Из деревни на гору бежал народ. Иван Нечаев и Зырин, не долго думая, бросились под гирю и под матросский ремень, быстро разъединили дерущихся. Бабы с воплями оттеснили Акимка подальше в сторону. Тоня с Верой поспешно увели Ваську к реке… Кровь стекала из разбитой губы и носа. Дымов успел-таки не однажды заехать кулаком в лицо. Тоня, рыдая, замывала мужу рассеченную бровь, сделала примочку из подорожника. Кровь не сворачивалась, панацея не помогала. Матрос глотал соленую жижу. Два передних зуба хотя и шатались, но выстояли, переносицу ломило.
— Лошадь бы запрягчи да к фершалу! — плакала Тоня. — Заживет и так… Второй-то свадьбы не будет.
Васька пытался шутить. Его увели в братнину баню, уложили на нижнем полке, ногами к банной каменке. Тоня убежала за полотенцем. Ругая Акимка, Вера Ивановна подала матросу что-то под голову.
— Нет… наоборот, голову лучше пониже. Найди чистый висок… Чего ему надо? Зачем он ходит в Шибаниху?
— Василий Данилович, лежи, батюшко, лежи! Кровь-то все течет… Не разговаривай. Не споминай ты его, беса.
— Уезжать надо, я бы ему показал…
— Когды уезжать-то?
— Самое позднее послезавтра. Антонину пока оставлю. Она и за Алешкой присмотрит… Квартиру найду, увезу обоих… Нет от Пашки письма?
— Нету! — заплакала Вера Ивановна. — Не знаю, жив ли… Сергий, возьми котелок да принеси холодной водицы!
Серегу заменила прибежавшая Тоня. Они с Верой начали хлопотать около матроса. Сережка выскочил из бани к реке. Что делать? Не сказать ли? Ведь никто не знает про Павла. Нет, нельзя сказывать, надо терпеть. А каково ему терпеть? Вон, котелка уж хватились… Ищут. И Сережка убежал по мосту на тот берег.
Дымов весь в синяках с матерными криками ходил по деревне, пытался выломать из огорода какую- нибудь уразину. Нечаев и Зырин связываться с Акимом больше не стали. Ярость и пыл медленно покидали пьяного Дымова…
Весть о драке гуляла по всей деревне. Народ обсуждал происшествие и на Евграфовых помочах, успевая таскать глину, толочить ее в опоке. И когда Гуря-пастух разложил в прогоне завор и на улице показалась первая корова, большое красное солнышко спряталось за амбары и гумна. Длинные, саженей по сорок тени пали и от домов, и от гумен. Малые детки бегали и кричали на улице. Они шагами пробовали мерить свои такие длинные вечерние тени. Тени двигались вместе с ними…
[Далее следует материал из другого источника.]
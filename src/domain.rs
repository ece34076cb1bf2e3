use std::collections::BTreeMap;
use std::collections::BTreeSet;
use std::fmt;
use std::str::FromStr;

use regex::Regex;
use serde::{Deserialize, Serialize};

use crate::error::PipelineError;

/// Biobank study protocol code, e.g. "DU08-04". Legacy registries contain
/// free-form codes, so anything non-empty without whitespace is accepted and
/// uppercased; the canonical `XXNN-NN` form is what new codes look like.
#[derive(Debug, Clone, PartialEq, Eq, Hash, PartialOrd, Ord, Serialize, Deserialize)]
#[serde(transparent)]
pub struct StudyCode(String);

impl StudyCode {
    pub fn as_str(&self) -> &str {
        &self.0
    }
}

impl fmt::Display for StudyCode {
    fn fmt(&self, f: &mut fmt::Formatter<'_>) -> fmt::Result {
        write!(f, "{}", self.0)
    }
}

impl FromStr for StudyCode {
    type Err = PipelineError;

    fn from_str(value: &str) -> Result<Self, Self::Err> {
        let normalized = value.trim().to_uppercase();
        if normalized.is_empty() || normalized.chars().any(|ch| ch.is_whitespace()) {
            return Err(PipelineError::InvalidStudyCode(value.to_string()));
        }
        Ok(Self(normalized))
    }
}

#[derive(Debug, Clone, PartialEq, Eq, Hash, PartialOrd, Ord, Serialize, Deserialize)]
#[serde(transparent)]
pub struct SampleBarcode(String);

impl SampleBarcode {
    pub fn as_str(&self) -> &str {
        &self.0
    }
}

impl fmt::Display for SampleBarcode {
    fn fmt(&self, f: &mut fmt::Formatter<'_>) -> fmt::Result {
        write!(f, "{}", self.0)
    }
}

impl FromStr for SampleBarcode {
    type Err = PipelineError;

    fn from_str(value: &str) -> Result<Self, Self::Err> {
        let trimmed = value.trim();
        if trimmed.is_empty() {
            return Err(PipelineError::InvalidBarcode(value.to_string()));
        }
        Ok(Self(trimmed.to_string()))
    }
}

#[derive(Debug, Clone, Copy, PartialEq, Eq, Serialize, Deserialize)]
#[serde(rename_all = "snake_case")]
pub enum StorageStatus {
    InCirculation,
    Transferred,
    Unknown,
}

impl StorageStatus {
    /// Raw status text uses "In Circulation" and "3rd Party Transfer" with
    /// assorted casing; anything else is kept as Unknown for the Validator.
    pub fn from_raw(raw: &str) -> Self {
        let lower = raw.trim().to_lowercase();
        if lower.contains("in circulation") {
            StorageStatus::InCirculation
        } else if lower.contains("transfer") {
            StorageStatus::Transferred
        } else {
            StorageStatus::Unknown
        }
    }
}

impl fmt::Display for StorageStatus {
    fn fmt(&self, f: &mut fmt::Formatter<'_>) -> fmt::Result {
        match self {
            StorageStatus::InCirculation => write!(f, "in_circulation"),
            StorageStatus::Transferred => write!(f, "transferred"),
            StorageStatus::Unknown => write!(f, "unknown"),
        }
    }
}

#[derive(Debug, Clone, Copy, PartialEq, Eq, Serialize, Deserialize)]
#[serde(rename_all = "snake_case")]
pub enum ChallengePhase {
    Screening,
    PreChallenge,
    Inoculation,
    PostChallenge,
}

/// Timepoint relative to inoculation (day 0). Day is None when the raw label
/// could not be parsed; the Harmonizer counts those as coverage gaps.
#[derive(Debug, Clone, PartialEq, Serialize, Deserialize)]
pub struct Timepoint {
    #[serde(rename = "timepoint_day")]
    pub day: Option<i32>,
    #[serde(rename = "timepoint_hour")]
    pub hour: Option<f64>,
    #[serde(rename = "timepoint_label")]
    pub label: Option<String>,
    pub phase: Option<ChallengePhase>,
}

impl Timepoint {
    pub fn unparsed(raw: Option<&str>) -> Self {
        Self {
            day: None,
            hour: None,
            label: raw.map(|value| value.trim().to_string()),
            phase: None,
        }
    }

    fn from_day_hour(day: i32, hour: Option<f64>, raw: &str) -> Self {
        let phase = if day < 0 {
            ChallengePhase::PreChallenge
        } else if day == 0 {
            ChallengePhase::Inoculation
        } else {
            ChallengePhase::PostChallenge
        };
        Self {
            day: Some(day),
            hour,
            label: Some(raw.trim().to_string()),
            phase: Some(phase),
        }
    }
}

/// Parses the visit/timepoint labels found in raw inventory sheets. The label
/// formats vary per study era, so every known shape gets its own pattern.
#[derive(Debug, Clone)]
pub struct TimepointParser {
    re_hours_day: Regex,
    re_baseline_hours_day: Regex,
    re_hrs_day: Regex,
    re_baseline_day: Regex,
    re_day: Regex,
    re_baseline: Regex,
    re_screening: Regex,
}

impl Default for TimepointParser {
    fn default() -> Self {
        Self::new()
    }
}

impl TimepointParser {
    pub fn new() -> Self {
        Self {
            re_hours_day: Regex::new(r"(?i)(\d+\.?\d*)\s*hours?\s*\(Day\s*(-?\d+)\)").unwrap(),
            re_baseline_hours_day: Regex::new(
                r"(?i)Baseline\s*(-?\d+)\s*hours?\s*\(Day\s*(-?\d+)\)",
            )
            .unwrap(),
            re_hrs_day: Regex::new(r"(?i)(-?\d+)\s*hrs?\s*\(Day\s*(-?\d+)\)").unwrap(),
            re_baseline_day: Regex::new(r"(?i)Baseline.*\(Day\s*(-?\d+)\)").unwrap(),
            re_day: Regex::new(r"(?i)Day\s*(-?\d+)").unwrap(),
            re_baseline: Regex::new(r"(?i)^Baseline$").unwrap(),
            re_screening: Regex::new(r"(?i)Screening").unwrap(),
        }
    }

    pub fn parse(&self, raw: &str) -> Timepoint {
        let trimmed = raw.trim();
        if trimmed.is_empty() {
            return Timepoint::unparsed(None);
        }

        if let Some(caps) = self.re_baseline_hours_day.captures(trimmed) {
            let hour = caps[1].parse::<f64>().ok();
            if let Ok(day) = caps[2].parse::<i32>() {
                return Timepoint::from_day_hour(day, hour, trimmed);
            }
        }

        if let Some(caps) = self.re_hours_day.captures(trimmed) {
            let hour = caps[1].parse::<f64>().ok();
            if let Ok(day) = caps[2].parse::<i32>() {
                return Timepoint::from_day_hour(day, hour, trimmed);
            }
        }

        if let Some(caps) = self.re_hrs_day.captures(trimmed) {
            let hour = caps[1].parse::<f64>().ok();
            if let Ok(day) = caps[2].parse::<i32>() {
                return Timepoint::from_day_hour(day, hour, trimmed);
            }
        }

        if let Some(caps) = self.re_baseline_day.captures(trimmed) {
            if let Ok(day) = caps[1].parse::<i32>() {
                return Timepoint::from_day_hour(day, Some(0.0), trimmed);
            }
        }

        if let Some(caps) = self.re_day.captures(trimmed) {
            if let Ok(day) = caps[1].parse::<i32>() {
                return Timepoint::from_day_hour(day, None, trimmed);
            }
        }

        // Bare "Baseline" with no day reference means the day before challenge.
        if self.re_baseline.is_match(trimmed) {
            return Timepoint::from_day_hour(-1, Some(0.0), trimmed);
        }

        if self.re_screening.is_match(trimmed) {
            return Timepoint {
                day: None,
                hour: None,
                label: Some(trimmed.to_string()),
                phase: Some(ChallengePhase::Screening),
            };
        }

        Timepoint::unparsed(Some(trimmed))
    }
}

/// Lowercases and collapses internal whitespace runs so sample types differing
/// only in case/spacing become one join key.
pub fn normalize_sample_type(raw: &str) -> String {
    raw.split_whitespace()
        .collect::<Vec<_>>()
        .join(" ")
        .to_lowercase()
}

/// Dedup key for publication titles: lowercase, punctuation stripped,
/// whitespace collapsed.
pub fn normalize_title(raw: &str) -> String {
    let lowered = raw.to_lowercase();
    let stripped: String = lowered
        .chars()
        .map(|ch| {
            if ch.is_alphanumeric() || ch.is_whitespace() {
                ch
            } else {
                ' '
            }
        })
        .collect();
    stripped.split_whitespace().collect::<Vec<_>>().join(" ")
}

#[derive(Debug, Clone, PartialEq, Serialize, Deserialize)]
pub struct Sample {
    pub barcode: SampleBarcode,
    pub subject_id: String,
    pub study_code: StudyCode,
    pub sample_type: String,
    #[serde(flatten)]
    pub timepoint: Timepoint,
    pub storage_status: StorageStatus,
    pub storage_location: Option<String>,
    pub source_file: String,
    pub source_row: u64,
}

impl Sample {
    /// Identifies the raw row this sample came from, for provenance records.
    pub fn source_id(&self) -> String {
        format!("{}:{}", self.source_file, self.source_row)
    }
}

#[derive(Debug, Clone, PartialEq, Serialize, Deserialize)]
pub struct Study {
    pub study_code: StudyCode,
    pub title: String,
    #[serde(default)]
    pub strain: Option<String>,
    #[serde(default)]
    pub study_type: Option<String>,
    #[serde(default)]
    pub subject_count: Option<u32>,
    #[serde(default)]
    pub timepoint_count: Option<u32>,
}

#[derive(Debug, Clone, PartialEq, Serialize, Deserialize)]
pub struct Assay {
    pub study_code: Option<StudyCode>,
    pub study_label: String,
    pub assay_name: String,
    pub sample_type: String,
    pub sample_count: u64,
}

#[derive(Debug, Clone, PartialEq, Serialize, Deserialize)]
pub struct Publication {
    pub canonical_id: String,
    pub title: String,
    #[serde(default)]
    pub first_author: Option<String>,
    #[serde(default)]
    pub year: Option<i32>,
    #[serde(default)]
    pub journal: Option<String>,
    #[serde(default)]
    pub identifier: Option<String>,
    #[serde(default)]
    pub study_codes: BTreeSet<StudyCode>,
    #[serde(default)]
    pub abstract_text: Option<String>,
    #[serde(default)]
    pub summary: Option<String>,
    #[serde(default)]
    pub url: Option<String>,
}

impl Publication {
    /// Identifier when resolved, else a normalized-title key. Stable across
    /// reruns so dashboard links survive regeneration.
    pub fn canonical_id_for(identifier: Option<&str>, title: &str) -> String {
        match identifier {
            Some(id) if !id.trim().is_empty() => id.trim().to_string(),
            _ => format!("title:{}", normalize_title(title)),
        }
    }
}

#[derive(Debug, Clone, Copy, PartialEq, Eq, Serialize, Deserialize)]
#[serde(rename_all = "snake_case")]
pub enum LinkageKind {
    PublicationStudy,
    AssayStudy,
    SamplePublication,
}

/// Derived join row. Carries provenance mapping each output field to the
/// source row or table key it was taken from.
#[derive(Debug, Clone, PartialEq, Serialize, Deserialize)]
pub struct LinkageRecord {
    pub kind: LinkageKind,
    pub study_code: StudyCode,
    #[serde(default)]
    pub sample_barcode: Option<SampleBarcode>,
    #[serde(default)]
    pub publication_id: Option<String>,
    #[serde(default)]
    pub assay_name: Option<String>,
    pub orphaned: bool,
    pub provenance: BTreeMap<String, String>,
}

#[cfg(test)]
mod tests {
    use assert_matches::assert_matches;

    use super::*;

    #[test]
    fn parse_study_code_valid() {
        let code: StudyCode = " du08-04 ".parse().unwrap();
        assert_eq!(code.as_str(), "DU08-04");
    }

    #[test]
    fn parse_study_code_invalid() {
        let err = "  ".parse::<StudyCode>().unwrap_err();
        assert_matches!(err, PipelineError::InvalidStudyCode(_));
        let err = "DU08 04".parse::<StudyCode>().unwrap_err();
        assert_matches!(err, PipelineError::InvalidStudyCode(_));
    }

    #[test]
    fn storage_status_from_raw() {
        assert_eq!(
            StorageStatus::from_raw("In Circulation"),
            StorageStatus::InCirculation
        );
        assert_eq!(
            StorageStatus::from_raw("3rd Party Transfer"),
            StorageStatus::Transferred
        );
        assert_eq!(StorageStatus::from_raw("Depleted"), StorageStatus::Unknown);
    }

    #[test]
    fn timepoint_hours_with_day() {
        let parser = TimepointParser::new();
        let tp = parser.parse("48 hours (Day 2)");
        assert_eq!(tp.day, Some(2));
        assert_eq!(tp.hour, Some(48.0));
        assert_eq!(tp.phase, Some(ChallengePhase::PostChallenge));
    }

    #[test]
    fn timepoint_baseline_variants() {
        let parser = TimepointParser::new();

        let tp = parser.parse("Baseline -24 hours (Day -1)");
        assert_eq!(tp.day, Some(-1));
        assert_eq!(tp.hour, Some(-24.0));
        assert_eq!(tp.phase, Some(ChallengePhase::PreChallenge));

        let tp = parser.parse("Pre-Challenge Baseline (Day -1)");
        assert_eq!(tp.day, Some(-1));
        assert_eq!(tp.hour, Some(0.0));

        let tp = parser.parse("Baseline");
        assert_eq!(tp.day, Some(-1));
    }

    #[test]
    fn timepoint_day_only_and_inoculation() {
        let parser = TimepointParser::new();
        let tp = parser.parse("Day 0");
        assert_eq!(tp.day, Some(0));
        assert_eq!(tp.hour, None);
        assert_eq!(tp.phase, Some(ChallengePhase::Inoculation));
    }

    #[test]
    fn timepoint_screening_has_no_day() {
        let parser = TimepointParser::new();
        let tp = parser.parse("Screening Visit");
        assert_eq!(tp.day, None);
        assert_eq!(tp.phase, Some(ChallengePhase::Screening));
    }

    #[test]
    fn timepoint_unparseable() {
        let parser = TimepointParser::new();
        let tp = parser.parse("Visit 7");
        assert_eq!(tp.day, None);
        assert_eq!(tp.phase, None);
        assert_eq!(tp.label.as_deref(), Some("Visit 7"));
    }

    #[test]
    fn sample_type_canonicalization() {
        assert_eq!(normalize_sample_type("  Nasal   Lavage "), "nasal lavage");
        assert_eq!(
            normalize_sample_type("NASAL LAVAGE"),
            normalize_sample_type("nasal\tlavage")
        );
    }

    #[test]
    fn title_normalization_strips_punctuation() {
        assert_eq!(
            normalize_title("Gene Expression Signatures: Diagnose Influenza!"),
            "gene expression signatures diagnose influenza"
        );
        assert_eq!(
            normalize_title("A, B; C"),
            normalize_title("a b   c")
        );
    }

    #[test]
    fn canonical_id_prefers_identifier() {
        assert_eq!(
            Publication::canonical_id_for(Some("19664979"), "Some Title"),
            "19664979"
        );
        assert_eq!(
            Publication::canonical_id_for(None, "Some Title"),
            "title:some title"
        );
        assert_eq!(
            Publication::canonical_id_for(Some("  "), "Some Title"),
            "title:some title"
        );
    }
}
Кричали и хозяйки, загоняя скотину, взлаивали собаки в заулках. Мычала, блеяла вся шибановская живность, одни куры уже сидели на насестах.
Печь для мироновского семейства была сбита.
— Надо, чтобы недели четыре выстаивалась, — сказал Савватей. — Не вздумай, Марья, топить сразу, а то растрескается.
— Васька-то, говорят, и гирю у Акимка отнял. — Таисья Клюшина напомнила о главном событии. — А на што ему гиря? На кораблях гири не требуются.
Савватей поправил Таисью:
— На кораблях, Таисьюшка, все требуется. Солонину-то, поди, гирями вешают.
— Ведь ежели гирей по голове, тут же бы и убил.
— Уголовное дело, — согласился Климов.
— Василей натупом на гирю-то, вырвал, говорят, и в карман положил, опеть и давай пазгаться.
— Все-то ты знаешь, Таисья, да чуток перепутала, — сказал Нечаев. — Дымов гирю не выпустил.
— Как бы его предрик-то не прищучил, Василья-то, — подал голос молчаливый Жучок. И в голосе его не было сумасшествия. Ничего такого даже не чувствовалось!
— Да, нонче вся жизнь стоит на доносных бумагах, — включился в разговор Киндя. — И на корабель сообщат, у них не закиснет.